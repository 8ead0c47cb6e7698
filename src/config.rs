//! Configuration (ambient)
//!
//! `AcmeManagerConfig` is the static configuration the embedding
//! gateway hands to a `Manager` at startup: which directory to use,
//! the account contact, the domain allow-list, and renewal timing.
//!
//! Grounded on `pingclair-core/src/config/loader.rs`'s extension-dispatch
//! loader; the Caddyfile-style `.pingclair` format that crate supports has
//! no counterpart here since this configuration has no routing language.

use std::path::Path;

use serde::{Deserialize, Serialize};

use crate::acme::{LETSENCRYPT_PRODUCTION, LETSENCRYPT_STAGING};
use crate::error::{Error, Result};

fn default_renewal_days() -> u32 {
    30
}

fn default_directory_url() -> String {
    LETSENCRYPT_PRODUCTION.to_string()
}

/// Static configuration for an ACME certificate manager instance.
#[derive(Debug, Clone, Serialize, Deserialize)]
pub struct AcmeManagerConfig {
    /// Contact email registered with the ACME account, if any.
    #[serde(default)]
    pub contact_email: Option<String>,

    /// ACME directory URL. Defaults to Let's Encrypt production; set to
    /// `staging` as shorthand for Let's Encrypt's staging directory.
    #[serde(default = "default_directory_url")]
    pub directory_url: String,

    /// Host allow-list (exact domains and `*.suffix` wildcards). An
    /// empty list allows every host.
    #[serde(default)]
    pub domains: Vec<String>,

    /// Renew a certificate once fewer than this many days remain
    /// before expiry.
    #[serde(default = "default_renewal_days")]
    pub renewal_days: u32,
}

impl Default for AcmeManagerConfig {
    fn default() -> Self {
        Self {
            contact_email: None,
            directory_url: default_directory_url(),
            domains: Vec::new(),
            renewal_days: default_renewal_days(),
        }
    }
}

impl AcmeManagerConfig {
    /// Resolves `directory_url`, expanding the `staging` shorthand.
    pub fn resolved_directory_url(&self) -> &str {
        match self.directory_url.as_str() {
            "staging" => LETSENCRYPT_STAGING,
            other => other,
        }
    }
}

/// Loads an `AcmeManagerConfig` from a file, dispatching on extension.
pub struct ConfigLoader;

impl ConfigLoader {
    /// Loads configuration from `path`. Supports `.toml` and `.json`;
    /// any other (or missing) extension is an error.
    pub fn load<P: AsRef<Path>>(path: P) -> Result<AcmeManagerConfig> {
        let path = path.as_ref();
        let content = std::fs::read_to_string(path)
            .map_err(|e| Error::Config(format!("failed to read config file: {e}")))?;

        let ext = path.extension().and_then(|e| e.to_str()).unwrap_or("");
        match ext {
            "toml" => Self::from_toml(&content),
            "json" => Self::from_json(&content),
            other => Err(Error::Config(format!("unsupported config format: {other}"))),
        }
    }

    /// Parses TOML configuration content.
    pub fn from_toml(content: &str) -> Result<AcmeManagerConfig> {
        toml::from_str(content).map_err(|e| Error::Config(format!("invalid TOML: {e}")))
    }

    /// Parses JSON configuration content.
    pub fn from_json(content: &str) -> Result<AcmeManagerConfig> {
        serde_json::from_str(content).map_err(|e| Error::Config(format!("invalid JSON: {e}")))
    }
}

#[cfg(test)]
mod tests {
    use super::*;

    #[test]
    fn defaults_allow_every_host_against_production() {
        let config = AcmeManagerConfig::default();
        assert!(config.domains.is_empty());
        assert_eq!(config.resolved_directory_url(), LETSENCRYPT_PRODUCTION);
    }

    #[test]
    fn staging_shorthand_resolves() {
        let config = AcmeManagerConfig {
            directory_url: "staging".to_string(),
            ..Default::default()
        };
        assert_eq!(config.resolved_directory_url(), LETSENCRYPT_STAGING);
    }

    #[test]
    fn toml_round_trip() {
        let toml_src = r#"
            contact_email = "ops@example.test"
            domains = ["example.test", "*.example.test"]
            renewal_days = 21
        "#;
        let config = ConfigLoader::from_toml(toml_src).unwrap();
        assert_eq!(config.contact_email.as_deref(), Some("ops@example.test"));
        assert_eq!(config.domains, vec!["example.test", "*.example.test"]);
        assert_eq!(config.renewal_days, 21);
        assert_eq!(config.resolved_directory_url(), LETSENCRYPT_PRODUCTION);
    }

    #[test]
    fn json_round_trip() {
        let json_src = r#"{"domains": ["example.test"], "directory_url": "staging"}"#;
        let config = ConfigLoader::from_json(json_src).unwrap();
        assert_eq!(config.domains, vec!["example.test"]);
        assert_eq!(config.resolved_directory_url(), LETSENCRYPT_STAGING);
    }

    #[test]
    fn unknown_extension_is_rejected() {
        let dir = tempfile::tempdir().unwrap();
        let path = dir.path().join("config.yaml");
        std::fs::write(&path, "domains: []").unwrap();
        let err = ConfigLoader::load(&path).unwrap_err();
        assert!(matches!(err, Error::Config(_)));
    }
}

————————

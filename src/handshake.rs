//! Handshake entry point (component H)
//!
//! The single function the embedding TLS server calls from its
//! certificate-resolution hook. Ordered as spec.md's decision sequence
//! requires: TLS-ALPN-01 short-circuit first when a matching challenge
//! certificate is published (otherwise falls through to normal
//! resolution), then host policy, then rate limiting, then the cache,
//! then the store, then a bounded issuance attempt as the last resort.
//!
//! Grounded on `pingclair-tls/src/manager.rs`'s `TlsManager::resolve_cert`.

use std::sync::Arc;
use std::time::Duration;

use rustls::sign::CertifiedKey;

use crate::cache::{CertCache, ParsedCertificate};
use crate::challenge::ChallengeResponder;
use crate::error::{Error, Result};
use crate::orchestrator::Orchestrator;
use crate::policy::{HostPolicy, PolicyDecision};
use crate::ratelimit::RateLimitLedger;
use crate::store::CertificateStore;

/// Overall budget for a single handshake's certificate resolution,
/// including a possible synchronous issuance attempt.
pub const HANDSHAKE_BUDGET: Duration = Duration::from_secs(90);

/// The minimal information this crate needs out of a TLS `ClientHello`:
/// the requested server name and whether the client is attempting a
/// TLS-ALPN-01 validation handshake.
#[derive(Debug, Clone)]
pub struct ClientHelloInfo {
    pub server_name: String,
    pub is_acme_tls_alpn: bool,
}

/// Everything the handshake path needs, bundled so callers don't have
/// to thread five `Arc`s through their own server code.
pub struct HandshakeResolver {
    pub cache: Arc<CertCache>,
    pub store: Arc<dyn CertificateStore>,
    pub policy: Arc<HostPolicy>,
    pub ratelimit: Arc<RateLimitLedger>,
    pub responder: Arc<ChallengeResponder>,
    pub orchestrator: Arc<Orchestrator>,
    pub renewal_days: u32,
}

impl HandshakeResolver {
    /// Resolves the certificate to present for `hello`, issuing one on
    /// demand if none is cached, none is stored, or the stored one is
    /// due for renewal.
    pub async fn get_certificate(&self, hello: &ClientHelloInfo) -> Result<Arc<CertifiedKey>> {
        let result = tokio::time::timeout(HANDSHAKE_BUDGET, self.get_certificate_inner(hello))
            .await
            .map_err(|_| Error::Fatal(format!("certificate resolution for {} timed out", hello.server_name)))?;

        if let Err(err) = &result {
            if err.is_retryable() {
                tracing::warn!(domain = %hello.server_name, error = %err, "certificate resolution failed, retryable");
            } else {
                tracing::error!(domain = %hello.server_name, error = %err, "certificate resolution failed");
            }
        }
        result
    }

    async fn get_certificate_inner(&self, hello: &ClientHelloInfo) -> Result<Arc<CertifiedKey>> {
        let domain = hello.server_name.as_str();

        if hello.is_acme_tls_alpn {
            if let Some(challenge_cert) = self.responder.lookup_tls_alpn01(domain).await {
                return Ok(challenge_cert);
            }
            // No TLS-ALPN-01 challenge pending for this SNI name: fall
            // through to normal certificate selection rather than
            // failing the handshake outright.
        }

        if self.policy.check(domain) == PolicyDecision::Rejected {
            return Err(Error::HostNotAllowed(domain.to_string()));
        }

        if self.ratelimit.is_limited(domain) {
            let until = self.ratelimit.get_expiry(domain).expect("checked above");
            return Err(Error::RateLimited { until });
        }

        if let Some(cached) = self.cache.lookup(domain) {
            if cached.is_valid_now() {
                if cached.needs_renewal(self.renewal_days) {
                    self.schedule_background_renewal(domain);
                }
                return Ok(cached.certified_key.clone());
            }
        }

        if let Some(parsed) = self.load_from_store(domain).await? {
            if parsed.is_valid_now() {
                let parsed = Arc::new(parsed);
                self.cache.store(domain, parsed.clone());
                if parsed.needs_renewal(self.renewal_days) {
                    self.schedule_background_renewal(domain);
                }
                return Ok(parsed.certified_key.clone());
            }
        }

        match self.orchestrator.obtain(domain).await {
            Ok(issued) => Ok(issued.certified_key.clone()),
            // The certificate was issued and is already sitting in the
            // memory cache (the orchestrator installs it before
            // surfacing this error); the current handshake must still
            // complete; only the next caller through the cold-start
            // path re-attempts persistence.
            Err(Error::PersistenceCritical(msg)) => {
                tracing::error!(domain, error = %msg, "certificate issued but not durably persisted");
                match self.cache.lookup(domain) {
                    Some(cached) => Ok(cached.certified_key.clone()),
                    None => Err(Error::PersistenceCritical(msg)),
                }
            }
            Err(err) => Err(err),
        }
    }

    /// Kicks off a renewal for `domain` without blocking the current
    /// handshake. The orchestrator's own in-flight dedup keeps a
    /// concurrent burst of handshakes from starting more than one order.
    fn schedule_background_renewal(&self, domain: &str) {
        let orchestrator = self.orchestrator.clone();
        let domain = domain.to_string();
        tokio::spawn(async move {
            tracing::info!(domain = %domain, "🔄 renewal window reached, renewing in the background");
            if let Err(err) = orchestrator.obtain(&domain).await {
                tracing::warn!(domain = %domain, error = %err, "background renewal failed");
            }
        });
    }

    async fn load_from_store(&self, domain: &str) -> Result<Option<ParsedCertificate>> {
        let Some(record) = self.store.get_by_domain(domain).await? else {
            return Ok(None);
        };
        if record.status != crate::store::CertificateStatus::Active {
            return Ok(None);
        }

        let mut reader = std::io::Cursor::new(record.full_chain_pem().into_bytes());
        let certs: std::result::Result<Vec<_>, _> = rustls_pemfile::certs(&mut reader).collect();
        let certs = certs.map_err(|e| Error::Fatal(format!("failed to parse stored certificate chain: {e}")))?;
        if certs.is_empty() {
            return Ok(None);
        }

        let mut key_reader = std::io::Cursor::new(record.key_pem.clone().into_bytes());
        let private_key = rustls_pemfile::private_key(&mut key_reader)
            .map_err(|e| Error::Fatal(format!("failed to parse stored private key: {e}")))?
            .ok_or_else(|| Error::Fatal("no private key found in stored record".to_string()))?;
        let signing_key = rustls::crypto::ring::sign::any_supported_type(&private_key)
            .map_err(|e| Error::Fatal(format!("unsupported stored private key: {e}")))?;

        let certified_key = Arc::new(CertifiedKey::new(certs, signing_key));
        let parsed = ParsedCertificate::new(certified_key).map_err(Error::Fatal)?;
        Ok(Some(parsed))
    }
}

————————

In the entries above, which lines hold the word "stored"? Copy them out.

    /// demand if none is cached, none is stored, or the stored one is
        let certs = certs.map_err(|e| Error::Fatal(format!("failed to parse stored certificate chain: {e}")))?;
            .map_err(|e| Error::Fatal(format!("failed to parse stored private key: {e}")))?
            .ok_or_else(|| Error::Fatal("no private key found in stored record".to_string()))?;
            .map_err(|e| Error::Fatal(format!("unsupported stored private key: {e}")))?;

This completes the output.